Reighton Hall, Filey

The Yorkshire Emigration

In 1771 Lt. Governor Michael Franklin of Nova Scotia travelled to northern England to seek immigrants. He was looking for skilled farmers who could take up lands formerly cultivated by the displaced Acadian minority, and who could counterbalance growing republican sentiment within both Nova Scotia and the Colonies to the south. For five years, until the British Government began to grow alarmed at the scale of emigration to North America, agents actively recruited settlers in Yorkshire .

The first of these Yorkshire emigrants arrived in 1772 aboard the Duke of York. This vessel departed Liverpool on March 16, 1772 with sixty-two passengers, and reached Fort Cumberland on May 21, 1772. On board were Charles Dixon, Thomas Anderson, George Bulmer, John Trenholm and others. During the period 1773-1775 additional vessels left for Nova Scotia, the largest number arriving during the spring of 1774, when nine ships carried settlers from England to Halifax.
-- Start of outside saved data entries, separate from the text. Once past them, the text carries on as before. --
//! WebGL Objects
//!
//! Buffers, shaders, programs and friends exist only as names in the
//! owning context's log.

use crate::literal::{number_arg, widen, Arg};
use crate::log::Handle;

macro_rules! gl_handle {
    ($(#[$meta:meta])* $name:ident) => {
        $(#[$meta])*
        #[derive(Debug, Clone, PartialEq)]
        pub struct $name(Handle);

        impl $name {
            pub(crate) fn new(handle: Handle) -> Self {
                Self(handle)
            }

            /// Variable name in the script
            pub fn name(&self) -> &str {
                self.0.name()
            }

            pub fn handle(&self) -> &Handle {
                &self.0
            }

            pub(crate) fn arg(&self) -> Arg {
                self.0.arg()
            }
        }
    };
}

gl_handle!(
    /// `createBuffer()` result
    WebGlBuffer
);
gl_handle!(
    /// `createFramebuffer()` result
    WebGlFramebuffer
);
gl_handle!(
    /// `createProgram()` result
    WebGlProgram
);
gl_handle!(
    /// `createRenderbuffer()` result
    WebGlRenderbuffer
);
gl_handle!(
    /// `createShader(type)` result
    WebGlShader
);
gl_handle!(
    /// `createTexture()` result
    WebGlTexture
);
gl_handle!(
    /// `getUniformLocation(program, name)` result
    WebGlUniformLocation
);

/// `getActiveAttrib`/`getActiveUniform` result
#[derive(Debug, Clone, PartialEq, Eq)]
pub struct WebGlActiveInfo {
    pub name: String,
    pub size: i32,
    pub type_: u32,
}

/// `getShaderPrecisionFormat` result
#[derive(Debug, Clone, Copy, PartialEq, Eq)]
pub struct WebGlShaderPrecisionFormat {
    pub range_min: i32,
    pub range_max: i32,
    pub precision: i32,
}

/// `getContextAttributes` result
#[derive(Debug, Clone, Copy, PartialEq, Eq)]
pub struct WebGlContextAttributes {
    pub alpha: bool,
    pub antialias: bool,
    pub depth: bool,
    pub premultiplied_alpha: bool,
    pub preserve_drawing_buffer: bool,
    pub stencil: bool,
}

/// `bufferData` payload: a byte size or a typed array
#[derive(Debug, Clone, Copy, PartialEq)]
pub enum BufferSource<'a> {
    Size(i64),
    Float32(&'a [f32]),
    Int32(&'a [i32]),
    Uint32(&'a [u32]),
    Int16(&'a [i16]),
    Uint16(&'a [u16]),
    Int8(&'a [i8]),
    Uint8(&'a [u8]),
}

impl BufferSource<'_> {
    /// `new Float32Array([..])`, or the bare size
    pub(crate) fn arg(&self) -> Arg {
        let (class, items) = match *self {
            Self::Size(size) => return Arg::Int(size),
            Self::Float32(v) => ("Float32Array", join(v.iter().map(|&x| number_arg(widen(x))))),
            Self::Int32(v) => ("Int32Array", join(v.iter().map(i32::to_string))),
            Self::Uint32(v) => ("Uint32Array", join(v.iter().map(u32::to_string))),
            Self::Int16(v) => ("Int16Array", join(v.iter().map(i16::to_string))),
            Self::Uint16(v) => ("Uint16Array", join(v.iter().map(u16::to_string))),
            Self::Int8(v) => ("Int8Array", join(v.iter().map(i8::to_string))),
            Self::Uint8(v) => ("Uint8Array", join(v.iter().map(u8::to_string))),
        };
        Arg::reference(format!("new {class}([{items}])"))
    }
}

fn join(items: impl Iterator<Item = String>) -> String {
    items.collect::<Vec<_>>().join(",")
}

impl<'a> From<&'a [f32]> for BufferSource<'a> {
    fn from(data: &'a [f32]) -> Self {
        Self::Float32(data)
    }
}

impl<'a> From<&'a [u16]> for BufferSource<'a> {
    fn from(data: &'a [u16]) -> Self {
        Self::Uint16(data)
    }
}

impl<'a> From<&'a [u8]> for BufferSource<'a> {
    fn from(data: &'a [u8]) -> Self {
        Self::Uint8(data)
    }
}

impl From<i64> for BufferSource<'_> {
    fn from(size: i64) -> Self {
        Self::Size(size)
    }
}

#[cfg(test)]
mod tests {
    use super::*;
    use crate::log::OpLog;

    #[test]
    fn test_buffer_source_literals() {
        let vertices = [0.0f32, 0.5, -0.1];
        assert_eq!(
            BufferSource::from(&vertices[..]).arg().to_string(),
            "new Float32Array([0,0.5,-0.1])"
        );
        assert_eq!(
            BufferSource::Uint16(&[0, 1, 2]).arg().to_string(),
            "new Uint16Array([0,1,2])"
        );
        assert_eq!(BufferSource::Size(64).arg().to_string(), "64");
    }

    #[test]
    fn test_handle_name() {
        let buffer = WebGlBuffer::new(Handle::new("_cgl0_0".to_string(), OpLog::new()));
        assert_eq!(buffer.name(), "_cgl0_0");
        assert_eq!(buffer.arg().to_string(), "_cgl0_0");
    }
}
In all, more than one thousand people emigrated from Yorkshire and Northumberland to Nova Scotia (including parts of what later became New Brunswick) between 1771 and 1776. As a group, they comprise 'The Yorkshire Emigration', a significant event in the history of the Maritime provinces. The settlers shared a common language and dialect, a pioneering spirit and — as the years passed — strong bonds created by intermarriage. Many were Methodists, and instrumental in the establishment of the Methodist Church in Canada. Almost all remained loyal to Britain during the Eddy Rebellion, thus helping to determine the future of both Nova Scotia and the future nation of Canada.